In base ad uno studio condotto dalla polizia di Oslo, il primo nel quale le statistiche sono state analizzate tenendo conto dell'origine etnica, nella capitale norvegese il 65% dei casi di stupro ha per protagonisti stranieri di origine non europea, in massima parte provenienti da paesi islamici.
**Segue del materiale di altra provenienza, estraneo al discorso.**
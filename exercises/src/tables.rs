//! Fixed-iteration tables: temperature conversions (chapter 1) and integer
//! type ranges and sizes (chapter 2).

use clap::ValueEnum;
use std::fmt::{self, Write};
use std::mem::size_of;

#[derive(Debug, Clone, Copy, Default, PartialEq, Eq, ValueEnum)]
pub enum TemperatureTable {
    /// Fahrenheit to Celsius with integer arithmetic.
    FahrInt,
    /// Fahrenheit to Celsius in floating point, with a header.
    #[default]
    FahrFloat,
    /// Fahrenheit to Celsius, space-separated, no header.
    FahrCompact,
    /// Celsius to Fahrenheit, ascending.
    Celsius,
    /// Celsius to Fahrenheit, descending.
    CelsiusReversed,
}

/// Inclusive range walked by a conversion table.
#[derive(Debug, Clone, Copy, PartialEq)]
pub struct Span {
    pub lower: f64,
    pub upper: f64,
    pub step: f64,
}

pub const FAHRENHEIT_SPAN: Span = Span {
    lower: 0.0,
    upper: 300.0,
    step: 20.0,
};

pub const CELSIUS_SPAN: Span = Span {
    lower: -45.0,
    upper: 100.0,
    step: 10.0,
};

impl Span {
    pub fn ascending(self) -> impl Iterator<Item = f64> {
        let Span { lower, upper, step } = self;
        std::iter::successors(Some(lower), move |t| Some(t + step)).take_while(move |&t| t <= upper)
    }

    pub fn descending(self) -> impl Iterator<Item = f64> {
        let Span { lower, upper, step } = self;
        std::iter::successors(Some(upper), move |t| Some(t - step)).take_while(move |&t| t >= lower)
    }
}

pub fn fahrenheit_to_celsius(fahr: f64) -> f64 {
    (5.0 / 9.0) * (fahr - 32.0)
}

/// Integer conversion; the division truncates toward zero.
pub fn fahrenheit_to_celsius_int(fahr: i32) -> i32 {
    5 * (fahr - 32) / 9
}

pub fn celsius_to_fahrenheit(celsius: f64) -> f64 {
    (9.0 / 5.0) * celsius + 32.0
}

impl TemperatureTable {
    pub fn title(self) -> Option<&'static str> {
        match self {
            TemperatureTable::FahrInt | TemperatureTable::FahrCompact => None,
            TemperatureTable::FahrFloat => Some("Fahrenheit to Celsius Conversion Table"),
            TemperatureTable::Celsius => Some("Celsius to Fahrenheit Conversion Table"),
            TemperatureTable::CelsiusReversed => {
                Some("Celsius to Fahrenheit Conversion Table (Reversed)")
            }
        }
    }

    pub fn render<W: Write + ?Sized>(self, out: &mut W) -> fmt::Result {
        if let Some(title) = self.title() {
            writeln!(out, "{title}")?;
        }
        match self {
            TemperatureTable::FahrInt => {
                let Span { lower, upper, step } = FAHRENHEIT_SPAN;
                for fahr in (lower as i32..=upper as i32).step_by(step as usize) {
                    writeln!(out, "{:3}\t{:6}", fahr, fahrenheit_to_celsius_int(fahr))?;
                }
            }
            TemperatureTable::FahrFloat => {
                for fahr in FAHRENHEIT_SPAN.ascending() {
                    writeln!(out, "{:3.0}\t{:6.1}", fahr, fahrenheit_to_celsius(fahr))?;
                }
            }
            TemperatureTable::FahrCompact => {
                for fahr in FAHRENHEIT_SPAN.ascending() {
                    writeln!(out, "{:3} {:6.1}", fahr as i32, fahrenheit_to_celsius(fahr))?;
                }
            }
            TemperatureTable::Celsius => {
                for celsius in CELSIUS_SPAN.ascending() {
                    writeln!(out, "{:3.0}\t{:6.1}", celsius, celsius_to_fahrenheit(celsius))?;
                }
            }
            TemperatureTable::CelsiusReversed => {
                for celsius in CELSIUS_SPAN.descending() {
                    writeln!(out, "{:3.0}\t{:6.1}", celsius, celsius_to_fahrenheit(celsius))?;
                }
            }
        }
        Ok(())
    }
}

#[derive(Debug, Clone, Copy, PartialEq, Eq)]
pub struct TypeRange {
    pub name: &'static str,
    pub min: i128,
    pub max: i128,
}

macro_rules! type_range {
    ($ty:ty, $name:literal) => {
        TypeRange {
            name: $name,
            min: <$ty>::MIN as i128,
            max: <$ty>::MAX as i128,
        }
    };
}

pub fn type_ranges() -> [TypeRange; 8] {
    [
        type_range!(i8, "char (signed)"),
        type_range!(u8, "char (unsigned)"),
        type_range!(i16, "short (signed)"),
        type_range!(u16, "short (unsigned)"),
        type_range!(i32, "int (signed)"),
        type_range!(u32, "int (unsigned)"),
        type_range!(i64, "long (signed)"),
        type_range!(u64, "long (unsigned)"),
    ]
}

pub fn render_type_ranges<W: Write + ?Sized>(out: &mut W) -> fmt::Result {
    writeln!(out, "{:<20} {:>15} {:>15}", "Type", "Min Value", "Max Value")?;
    for range in type_ranges() {
        writeln!(out, "{:<20} {:>15} {:>15}", range.name, range.min, range.max)?;
    }
    Ok(())
}

pub fn type_sizes() -> [(&'static str, usize); 5] {
    [
        ("bool", size_of::<bool>()),
        ("u8", size_of::<u8>()),
        ("i32", size_of::<i32>()),
        ("f32", size_of::<f32>()),
        ("f64", size_of::<f64>()),
    ]
}

pub fn render_type_sizes<W: Write + ?Sized>(out: &mut W) -> fmt::Result {
    writeln!(out, "Size chart of fundamental types:")?;
    for (name, size) in type_sizes() {
        let unit = if size == 1 { "byte" } else { "bytes" };
        writeln!(out, "{name}: {size} {unit}")?;
    }
    Ok(())
}
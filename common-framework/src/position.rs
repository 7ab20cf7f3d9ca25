/// Location of a byte in the input stream.
///
/// Lines and columns are 1-indexed. Columns count bytes, not characters,
/// because the scanner works on raw input where a multi-byte sequence may be
/// split across reads.
#[derive(Debug, Clone, Copy, PartialEq, Eq, Hash)]
pub struct Position {
    /// Line number (1-indexed)
    pub line: usize,
    /// Column number in bytes (1-indexed)
    pub column: usize,
    /// Byte offset from the start of the stream
    pub offset: usize,
}

impl Position {
    /// Creates a position at the start of the stream.
    pub fn new() -> Self {
        Self {
            line: 1,
            column: 1,
            offset: 0,
        }
    }

    /// Creates a position with the given values.
    pub fn at(line: usize, column: usize, offset: usize) -> Self {
        Self {
            line,
            column,
            offset,
        }
    }

    /// Moves the position past `byte`.
    pub fn step(&mut self, byte: u8) {
        if byte == b'\n' {
            self.line += 1;
            self.column = 1;
        } else {
            self.column += 1;
        }
        self.offset += 1;
    }
}

impl Default for Position {
    fn default() -> Self {
        Self::new()
    }
}

impl std::fmt::Display for Position {
    fn fmt(&self, f: &mut std::fmt::Formatter<'_>) -> std::fmt::Result {
        write!(f, "{}:{}", self.line, self.column)
    }
}
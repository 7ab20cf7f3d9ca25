use scanner_framework::ScanError;
use thiserror::Error;

#[derive(Debug, Error)]
pub enum ExerciseError {
    #[error(transparent)]
    Scan(#[from] ScanError),
    #[error("failed to write output: {0}")]
    Write(#[from] std::io::Error),
    #[error("failed to format report")]
    Format(#[from] std::fmt::Error),
}

pub type Result<T> = std::result::Result<T, ExerciseError>;
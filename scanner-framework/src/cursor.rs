use common_framework::{ByteSlice, Checkpoint, Position};
use std::sync::Arc;

/// A cursor for traversing an in-memory byte stream.
#[derive(Debug, Clone)]
pub struct Cursor {
    buffer: Arc<[u8]>,
    current: usize,
    position: Position,
}

impl Cursor {
    /// Creates a new cursor over a copy of the input.
    pub fn new<B: AsRef<[u8]>>(input: B) -> Self {
        Self::with_arc(Arc::from(input.as_ref()))
    }

    /// Creates a cursor from an existing shared buffer.
    pub fn with_arc(buffer: Arc<[u8]>) -> Self {
        Self {
            current: 0,
            position: Position::new(),
            buffer,
        }
    }

    pub fn position(&self) -> Position {
        self.position
    }

    /// Returns the current offset in bytes.
    pub fn offset(&self) -> usize {
        self.current
    }

    pub fn is_eof(&self) -> bool {
        self.current >= self.buffer.len()
    }

    /// Returns the next byte without advancing the cursor.
    pub fn peek(&self) -> Option<u8> {
        self.buffer.get(self.current).copied()
    }

    /// Advances the cursor by one byte.
    pub fn advance(&mut self) -> Option<u8> {
        let byte = self.peek()?;
        self.position.step(byte);
        self.current += 1;
        Some(byte)
    }

    /// Consumes bytes while the predicate returns true.
    pub fn consume_while<F>(&mut self, mut predicate: F) -> ByteSlice
    where
        F: FnMut(u8) -> bool,
    {
        let start = self.current;
        while let Some(byte) = self.peek() {
            if !predicate(byte) {
                break;
            }
            self.advance();
        }
        ByteSlice::new(self.buffer.clone(), start, self.current)
    }

    pub fn checkpoint(&self) -> Checkpoint {
        Checkpoint::new(self.current, self.position)
    }

    pub fn restore(&mut self, checkpoint: Checkpoint) {
        debug_assert!(checkpoint.offset() <= self.buffer.len());
        self.current = checkpoint.offset();
        self.position = checkpoint.position();
    }
}
pub mod bins;
pub mod buffer;
pub mod context;
pub mod cursor;
pub mod error;
pub mod scanner;
pub mod streaming;
pub mod traits;

pub use bins::{Bins, Counter};
pub use buffer::BoundedBuffer;
pub use common_framework::{ByteSlice, Checkpoint, Position};
pub use context::{DefaultContext, ScanContext};
pub use cursor::Cursor;
pub use error::ScanError;
pub use scanner::{RuleSet, ScanSummary, Scanned, Scanner};
pub use streaming::{ReaderContext, CHUNK_SIZE};
pub use traits::{ByteRule, ClassifyRule, Tally};
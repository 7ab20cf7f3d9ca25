use proptest::prelude::*;
use scanner_framework::{
    Bins, BoundedBuffer, ByteRule, DefaultContext, ReaderContext, RuleSet, ScanContext, Scanned,
    Scanner,
};
use std::io::{self, Read};

/// Serves the input in reads of varying size.
struct ChoppyReader {
    data: Vec<u8>,
    offset: usize,
    sizes: Vec<usize>,
    call: usize,
}

impl Read for ChoppyReader {
    fn read(&mut self, buf: &mut [u8]) -> io::Result<usize> {
        let size = self.sizes[self.call % self.sizes.len()];
        self.call += 1;
        let n = size.min(buf.len()).min(self.data.len() - self.offset);
        buf[..n].copy_from_slice(&self.data[self.offset..self.offset + n]);
        self.offset += n;
        Ok(n)
    }
}

fn digits_only<Ctx: ScanContext>() -> RuleSet<Ctx, u8> {
    vec![Box::new(ByteRule::new(|b: u8| b.is_ascii_digit().then(|| b - b'0')))]
}

fn collect<Ctx: ScanContext>(ctx: Ctx) -> Vec<Scanned<u8>> {
    Scanner::new(ctx, digits_only()).collect()
}

proptest! {
    #[test]
    fn reader_and_memory_contexts_agree(
        data in proptest::collection::vec(any::<u8>(), 0..4096),
        sizes in proptest::collection::vec(1usize..64, 1..8),
    ) {
        let reader = ChoppyReader { data: data.clone(), offset: 0, sizes, call: 0 };
        let streamed = collect(ReaderContext::new(reader));
        let buffered = collect(DefaultContext::new(data.as_slice()));
        prop_assert_eq!(streamed.len(), data.len());
        prop_assert_eq!(streamed, buffered);
    }

    #[test]
    fn bounded_buffer_never_exceeds_capacity(
        capacity in 0usize..32,
        chunks in proptest::collection::vec(proptest::collection::vec(any::<u8>(), 0..16), 0..8),
    ) {
        let mut buffer = BoundedBuffer::with_capacity(capacity);
        let mut offered = 0;
        for chunk in &chunks {
            buffer.extend_from_slice(chunk);
            offered += chunk.len();
        }
        prop_assert!(buffer.len() <= capacity);
        prop_assert_eq!(buffer.len() + buffer.truncated(), offered);
    }

    #[test]
    fn bins_total_matches_accepted_increments(
        len in 0usize..16,
        indices in proptest::collection::vec(0usize..24, 0..64),
    ) {
        let mut bins = Bins::new(len);
        let accepted = indices.iter().filter(|&&index| bins.increment(index)).count();
        prop_assert_eq!(bins.total(), accepted as u64);
        prop_assert_eq!(bins.len(), len);
    }
}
Soprattutto Somali ed Iracheni sembrano essere i più rappresentati nelle cifre relative ai primi due mesi di quest'anno.
Nel 2006, dei 111 accusati di stupro, 72 erano di origine non europea, 25 erano classificati come Norvegesi o occidentali e 14 come ignoti.
I dati acquistano una valenza ancor più significativa se si considera che gli allogeni non europei costituiscono "solo" il 14,3% della popolazione di Oslo.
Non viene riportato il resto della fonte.